Extracted data entries:
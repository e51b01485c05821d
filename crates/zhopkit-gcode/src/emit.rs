//! Line emission
//!
//! Geometry code hands typed moves to this module and gets text back, so
//! number formatting lives in one place.

use zhopkit_core::units::round_to;

/// Motion command for a synthesized line
#[derive(Debug, Clone, Copy, PartialEq, Eq)]
pub enum MoveCommand {
    /// G0
    Rapid,
    /// G1
    Linear,
}

impl MoveCommand {
    fn word(&self) -> &'static str {
        match self {
            MoveCommand::Rapid => "G0",
            MoveCommand::Linear => "G1",
        }
    }
}

/// A synthesized move; absent words are not written
#[derive(Debug, Clone, PartialEq)]
pub struct Move {
    /// G0 or G1
    pub command: MoveCommand,
    /// Target X
    pub x: Option<f64>,
    /// Target Y
    pub y: Option<f64>,
    /// Target Z
    pub z: Option<f64>,
    /// Feed rate in mm/min
    pub f: Option<f64>,
    /// Trailing comment
    pub comment: Option<String>,
}

impl Move {
    /// Empty move with the given command
    pub fn new(command: MoveCommand) -> Self {
        Self {
            command,
            x: None,
            y: None,
            z: None,
            f: None,
            comment: None,
        }
    }

    /// Set X and Y
    pub fn xy(mut self, x: f64, y: f64) -> Self {
        self.x = Some(x);
        self.y = Some(y);
        self
    }

    /// Set Z
    pub fn z(mut self, z: f64) -> Self {
        self.z = Some(z);
        self
    }

    /// Set the feed rate if one is given
    pub fn feed(mut self, f: Option<f64>) -> Self {
        self.f = f;
        self
    }

    /// Set the trailing comment
    pub fn comment(mut self, comment: impl Into<String>) -> Self {
        self.comment = Some(comment.into());
        self
    }

    /// Render as one G-code line, coordinates rounded to `precision` decimals
    pub fn to_line(&self, precision: u32) -> String {
        let mut line = String::from(self.command.word());
        for (letter, value) in [('X', self.x), ('Y', self.y), ('Z', self.z)] {
            if let Some(value) = value {
                line.push(' ');
                line.push(letter);
                line.push_str(&format_number(value, precision));
            }
        }
        if let Some(f) = self.f {
            line.push_str(" F");
            line.push_str(&format_number(f, 1));
        }
        if let Some(comment) = &self.comment {
            line.push_str(" ; ");
            line.push_str(comment);
        }
        line
    }
}

/// Round and print in shortest form (`105`, `48.65`, never `-0`)
pub fn format_number(value: f64, precision: u32) -> String {
    let rounded = round_to(value, precision);
    if rounded == 0.0 {
        return "0".to_string();
    }
    format!("{}", rounded)
}

/// `M203 Z<mm/s>` axis speed limit line
pub fn speed_limit_line(z_mm_per_sec: f64, comment: &str) -> String {
    format!("M203 Z{} ; {}", format_number(z_mm_per_sec, 3), comment)
}

/// Feed-only `G1 F<mm/min>` line
pub fn feed_line(f: f64, comment: &str) -> String {
    format!("G1 F{} ; {}", format_number(f, 1), comment)
}

#[cfg(test)]
mod tests {
    use super::*;

    #[test]
    fn test_format_number() {
        assert_eq!(format_number(105.0, 5), "105");
        assert_eq!(format_number(48.650, 5), "48.65");
        assert_eq!(format_number(1.234567891, 5), "1.23457");
        assert_eq!(format_number(-0.000001, 3), "0");
        assert_eq!(format_number(-2.5, 3), "-2.5");
    }

    #[test]
    fn test_move_to_line() {
        let line = Move::new(MoveCommand::Linear)
            .xy(105.123456, 102.0)
            .z(0.6)
            .feed(Some(30000.0))
            .comment("Smart Ascent")
            .to_line(5);
        assert_eq!(line, "G1 X105.12346 Y102 Z0.6 F30000 ; Smart Ascent");
    }

    #[test]
    fn test_xy_only_move() {
        let line = Move::new(MoveCommand::Linear).xy(1.0, 2.0).to_line(3);
        assert_eq!(line, "G1 X1 Y2");
    }

    #[test]
    fn test_z_only_rapid() {
        let line = Move::new(MoveCommand::Rapid)
            .z(0.7)
            .comment("Smart Z-Hop Layer Change")
            .to_line(3);
        assert_eq!(line, "G0 Z0.7 ; Smart Z-Hop Layer Change");
    }

    #[test]
    fn test_control_lines() {
        assert_eq!(speed_limit_line(5.0, "limit"), "M203 Z5 ; limit");
        assert_eq!(feed_line(1500.0, "Restore Feed"), "G1 F1500 ; Restore Feed");
    }
}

ASSIGNED TASK:
Each line shown above must be repeated exactly.

TASK RESULT:
repository e51b01485c05821d
filename crates/zhopkit-gcode/src/emit.rs
//! Line emission
//!
//! Geometry code hands typed moves to this module and gets text back, so
//! number formatting lives in one place.

use zhopkit_core::units::round_to;

/// Motion command for a synthesized line
#[derive(Debug, Clone, Copy, PartialEq, Eq)]
pub enum MoveCommand {
    /// G0
    Rapid,
    /// G1
    Linear,
}

impl MoveCommand {
    fn word(&self) -> &'static str {
        match self {
            MoveCommand::Rapid => "G0",
            MoveCommand::Linear => "G1",
        }
    }
}

/// A synthesized move; absent words are not written
#[derive(Debug, Clone, PartialEq)]
pub struct Move {
    /// G0 or G1
    pub command: MoveCommand,
    /// Target X
    pub x: Option<f64>,
    /// Target Y
    pub y: Option<f64>,
    /// Target Z
    pub z: Option<f64>,
    /// Feed rate in mm/min
    pub f: Option<f64>,
    /// Trailing comment
    pub comment: Option<String>,
}

impl Move {
    /// Empty move with the given command
    pub fn new(command: MoveCommand) -> Self {
        Self {
            command,
            x: None,
            y: None,
            z: None,
            f: None,
            comment: None,
        }
    }

    /// Set X and Y
    pub fn xy(mut self, x: f64, y: f64) -> Self {
        self.x = Some(x);
        self.y = Some(y);
        self
    }

    /// Set Z
    pub fn z(mut self, z: f64) -> Self {
        self.z = Some(z);
        self
    }

    /// Set the feed rate if one is given
    pub fn feed(mut self, f: Option<f64>) -> Self {
        self.f = f;
        self
    }

    /// Set the trailing comment
    pub fn comment(mut self, comment: impl Into<String>) -> Self {
        self.comment = Some(comment.into());
        self
    }

    /// Render as one G-code line, coordinates rounded to `precision` decimals
    pub fn to_line(&self, precision: u32) -> String {
        let mut line = String::from(self.command.word());
        for (letter, value) in [('X', self.x), ('Y', self.y), ('Z', self.z)] {
            if let Some(value) = value {
                line.push(' ');
                line.push(letter);
                line.push_str(&format_number(value, precision));
            }
        }
        if let Some(f) = self.f {
            line.push_str(" F");
            line.push_str(&format_number(f, 1));
        }
        if let Some(comment) = &self.comment {
            line.push_str(" ; ");
            line.push_str(comment);
        }
        line
    }
}

/// Round and print in shortest form (`105`, `48.65`, never `-0`)
pub fn format_number(value: f64, precision: u32) -> String {
    let rounded = round_to(value, precision);
    if rounded == 0.0 {
        return "0".to_string();
    }
    format!("{}", rounded)
}

/// `M203 Z<mm/s>` axis speed limit line
pub fn speed_limit_line(z_mm_per_sec: f64, comment: &str) -> String {
    format!("M203 Z{} ; {}", format_number(z_mm_per_sec, 3), comment)
}

/// Feed-only `G1 F<mm/min>` line
pub fn feed_line(f: f64, comment: &str) -> String {
    format!("G1 F{} ; {}", format_number(f, 1), comment)
}

#[cfg(test)]
mod tests {
    use super::*;

    #[test]
    fn test_format_number() {
        assert_eq!(format_number(105.0, 5), "105");
        assert_eq!(format_number(48.650, 5), "48.65");
        assert_eq!(format_number(1.234567891, 5), "1.23457");
        assert_eq!(format_number(-0.000001, 3), "0");
        assert_eq!(format_number(-2.5, 3), "-2.5");
    }

    #[test]
    fn test_move_to_line() {
        let line = Move::new(MoveCommand::Linear)
            .xy(105.123456, 102.0)
            .z(0.6)
            .feed(Some(30000.0))
            .comment("Smart Ascent")
            .to_line(5);
        assert_eq!(line, "G1 X105.12346 Y102 Z0.6 F30000 ; Smart Ascent");
    }

    #[test]
    fn test_xy_only_move() {
        let line = Move::new(MoveCommand::Linear).xy(1.0, 2.0).to_line(3);
        assert_eq!(line, "G1 X1 Y2");
    }

    #[test]
    fn test_z_only_rapid() {
        let line = Move::new(MoveCommand::Rapid)
            .z(0.7)
            .comment("Smart Z-Hop Layer Change")
            .to_line(3);
        assert_eq!(line, "G0 Z0.7 ; Smart Z-Hop Layer Change");
    }

    #[test]
    fn test_control_lines() {
        assert_eq!(speed_limit_line(5.0, "limit"), "M203 Z5 ; limit");
        assert_eq!(feed_line(1500.0, "Restore Feed"), "G1 F1500 ; Restore Feed");
    }
}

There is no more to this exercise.